==== Recorded information ====

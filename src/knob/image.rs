// SPDX-License-Identifier: MPL-2.0
//! Per-state knob imagery.
//!
//! The knob is drawn from caller-supplied images keyed by an explicit control
//! state. Handles are cheap to clone and reference-counted; the widget holds
//! non-exclusive references and never mutates the underlying pixels.

use iced::widget::image;

/// The control states a knob image can be assigned to.
#[derive(Debug, Clone, Copy, PartialEq, Eq, Hash)]
pub enum ControlState {
    /// The resting state.
    Normal,
    /// The control is actively being touched.
    Highlighted,
    /// The control is disabled.
    Disabled,
}

/// Associative store of knob images by control state.
///
/// Assigning an image fully supersedes the previous one for that state.
/// Images for the highlighted and disabled states are optional refinements;
/// without a normal-state image the knob renders nothing, which is the
/// documented degraded appearance rather than an error.
#[derive(Debug, Clone, Default)]
pub struct KnobImages {
    normal: Option<image::Handle>,
    highlighted: Option<image::Handle>,
    disabled: Option<image::Handle>,
}

impl KnobImages {
    /// Assigns (or clears, with `None`) the image for a control state.
    pub fn set(&mut self, state: ControlState, image: Option<image::Handle>) {
        *self.slot_mut(state) = image;
    }

    /// Returns the image assigned to a control state, if any.
    #[must_use]
    pub fn get(&self, state: ControlState) -> Option<&image::Handle> {
        self.slot(state).as_ref()
    }

    /// Resolves the image to actually render.
    ///
    /// Priority chain: a disabled control with a disabled image uses it; a
    /// highlighted control with a highlighted image uses it; everything else
    /// falls back to the normal image.
    #[must_use]
    pub fn resolve(&self, enabled: bool, highlighted: bool) -> Option<&image::Handle> {
        if !enabled {
            if let Some(handle) = &self.disabled {
                return Some(handle);
            }
        }

        if highlighted {
            if let Some(handle) = &self.highlighted {
                return Some(handle);
            }
        }

        self.normal.as_ref()
    }

    fn slot(&self, state: ControlState) -> &Option<image::Handle> {
        match state {
            ControlState::Normal => &self.normal,
            ControlState::Highlighted => &self.highlighted,
            ControlState::Disabled => &self.disabled,
        }
    }

    fn slot_mut(&mut self, state: ControlState) -> &mut Option<image::Handle> {
        match state {
            ControlState::Normal => &mut self.normal,
            ControlState::Highlighted => &mut self.highlighted,
            ControlState::Disabled => &mut self.disabled,
        }
    }
}
//! Game settings and preferences
//!
//! Persisted separately from scores and progress. The runner reads these
//! every tick; nothing in the simulation keeps a copy.

use serde::{Deserialize, Serialize};

use crate::gesture::GestureConfig;
use crate::gesture::interpreter::AimMapping;
use crate::persistence::{self, KeyValueStore, SETTINGS_KEY};

/// Aim sensitivity bounds
pub const MIN_SENSITIVITY: f32 = 0.5;
pub const MAX_SENSITIVITY: f32 = 3.0;

/// Game settings/preferences
#[derive(Debug, Clone, PartialEq, Serialize, Deserialize)]
#[serde(default)]
pub struct Settings {
    // === Controls ===
    /// Aim multiplier around the camera frame centre
    pub sensitivity: f32,
    /// Track the left hand (disables camera mirroring)
    pub left_hand_mode: bool,
    /// Six-round magazine with fist-to-reload
    pub limited_ammo: bool,
    /// Gesture thresholds
    pub gesture: GestureConfig,

    // === Audio ===
    /// Master volume (0.0 - 1.0)
    pub master_volume: f32,
    /// Sound effects volume (0.0 - 1.0)
    pub sfx_volume: f32,
    /// Music volume (0.0 - 1.0)
    pub music_volume: f32,

    // === Visual Effects ===
    /// Screen shake on shots and explosions
    pub screen_shake: bool,
    /// Show the gesture debug overlay
    pub show_debug: bool,

    // === Accessibility ===
    /// Reduced motion (no shake)
    pub reduced_motion: bool,
}

impl Default for Settings {
    fn default() -> Self {
        Self {
            sensitivity: 1.4,
            left_hand_mode: false,
            limited_ammo: false,
            gesture: GestureConfig::default(),

            master_volume: 0.8,
            sfx_volume: 1.0,
            music_volume: 0.5,

            screen_shake: true,
            show_debug: false,

            reduced_motion: false,
        }
    }
}

impl Settings {
    /// How the interpreter maps hand coordinates to the screen
    pub fn aim_mapping(&self) -> AimMapping {
        AimMapping {
            sensitivity: self.sensitivity.clamp(MIN_SENSITIVITY, MAX_SENSITIVITY),
            mirrored: !self.left_hand_mode,
        }
    }

    /// Effective screen shake (respects reduced_motion)
    pub fn effective_screen_shake(&self) -> bool {
        self.screen_shake && !self.reduced_motion
    }

    /// Final gain for sound effects
    pub fn effective_sfx_volume(&self) -> f32 {
        (self.master_volume * self.sfx_volume).clamp(0.0, 1.0)
    }

    pub fn effective_music_volume(&self) -> f32 {
        (self.master_volume * self.music_volume).clamp(0.0, 1.0)
    }

    /// Load settings, falling back to defaults
    pub fn load(store: &dyn KeyValueStore) -> Self {
        persistence::load_or_default(store, SETTINGS_KEY)
    }

    pub fn save(&self, store: &mut dyn KeyValueStore) {
        persistence::save_or_warn(store, SETTINGS_KEY, self);
    }
}
//! Hit-testing
//!
//! Simple circular tests against entity centres. Results are indices into
//! the slice passed in, so callers can mutate or remove in place.

use glam::Vec2;

use super::state::{PowerUp, Target};

/// Closest target whose centre lies within its hit radius of `aim`.
/// Ties keep the first target encountered.
pub fn find_closest_hit_target(aim: Vec2, targets: &[Target]) -> Option<usize> {
    let mut best: Option<(usize, f32)> = None;
    for (i, target) in targets.iter().enumerate() {
        let dist = aim.distance(target.pos);
        if dist > target.hit_radius() {
            continue;
        }
        if best.is_none_or(|(_, d)| dist < d) {
            best = Some((i, dist));
        }
    }
    best.map(|(i, _)| i)
}

/// Every target touched by a blast of `radius` around `center`
pub fn targets_in_explosion_radius(center: Vec2, radius: f32, targets: &[Target]) -> Vec<usize> {
    targets
        .iter()
        .enumerate()
        .filter(|(_, t)| center.distance(t.pos) <= radius + t.hit_radius())
        .map(|(i, _)| i)
        .collect()
}

/// First power-up within pickup range of `aim`
pub fn find_power_up_at(aim: Vec2, power_ups: &[PowerUp]) -> Option<usize> {
    power_ups
        .iter()
        .position(|p| aim.distance(p.pos) <= p.pickup_radius())
}
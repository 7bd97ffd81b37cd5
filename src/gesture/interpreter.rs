//! Per-hand gesture state machine
//!
//! Consumes one landmark frame (or its absence) per simulation tick and
//! produces a complete [`GestureState`]: smoothed aim, gun-shape flag and
//! edge-triggered shoot/reload events. Absence and ambiguity always degrade
//! to a low-confidence state; nothing here can fail.

use glam::Vec2;
use serde::{Deserialize, Serialize};

use super::landmarks::*;
use crate::Screen;

/// Tunable thresholds. The shoot thresholds in particular are calibration
/// values, not physical constants.
#[derive(Debug, Clone, PartialEq, Serialize, Deserialize)]
#[serde(default)]
pub struct GestureConfig {
    /// Minimum time between two shots (ms)
    pub cooldown_ms: f64,
    /// Per-tick thumb closing distance that counts as a trigger pull
    pub movement_threshold: f32,
    /// Thumb-to-index distance below which the thumb is "touching"
    pub absolute_threshold: f32,
    /// Per-tick thumb closing distance that freezes the aim (pre-shot)
    pub approach_threshold: f32,
    /// Aim stays frozen this long after a shot (ms)
    pub post_shot_freeze_ms: f64,
    /// Keep reporting the last aim this long after the hand disappears (ms)
    pub persistence_ms: f64,
    /// Fist must be held this long to reload (ms)
    pub reload_hold_ms: f64,
    /// One-pole smoothing factor (higher = more responsive)
    pub aim_smoothing: f32,
    /// Weight of the index fingertip vs the index knuckle in the aim point
    pub tip_weight: f32,
}

impl Default for GestureConfig {
    fn default() -> Self {
        Self {
            cooldown_ms: 200.0,
            movement_threshold: 0.025,
            absolute_threshold: 0.05,
            approach_threshold: 0.008,
            post_shot_freeze_ms: 150.0,
            persistence_ms: 500.0,
            reload_hold_ms: 500.0,
            aim_smoothing: 0.85,
            tip_weight: 0.85,
        }
    }
}

/// How normalized hand coordinates map onto the screen
#[derive(Debug, Clone, Copy, PartialEq)]
pub struct AimMapping {
    /// Multiplier around the frame centre (>1 = less hand travel needed)
    pub sensitivity: f32,
    /// Mirror X for a front-facing camera. Off for left-hand mode.
    pub mirrored: bool,
}

impl Default for AimMapping {
    fn default() -> Self {
        Self {
            sensitivity: 1.4,
            mirrored: true,
        }
    }
}

/// Output of one interpreter tick
#[derive(Debug, Clone, Copy, Default, PartialEq, Serialize, Deserialize)]
pub struct GestureState {
    pub is_gun_shape: bool,
    /// True only on the tick a shot registers
    pub is_shooting: bool,
    /// True only on the tick a fist hold crosses the reload threshold
    pub is_reloading: bool,
    pub is_fist: bool,
    pub aim_position: Option<Vec2>,
    pub confidence: f32,
}

impl GestureState {
    fn no_hand() -> Self {
        Self::default()
    }
}

/// Raw classification of the last real frame, for debug overlays
#[derive(Debug, Clone, Copy, PartialEq, Serialize)]
pub struct GestureDebugInfo {
    pub index_extended: bool,
    pub middle_extended: bool,
    pub ring_curled: bool,
    pub pinky_curled: bool,
    pub thumb_distance: f32,
}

====

# What you will do
Across the records above, return every line that contains the word "interpreter".

# Solution
use crate::gesture::interpreter::AimMapping;
    /// How the interpreter maps hand coordinates to the screen
filename src/gesture/interpreter.rs
/// Output of one interpreter tick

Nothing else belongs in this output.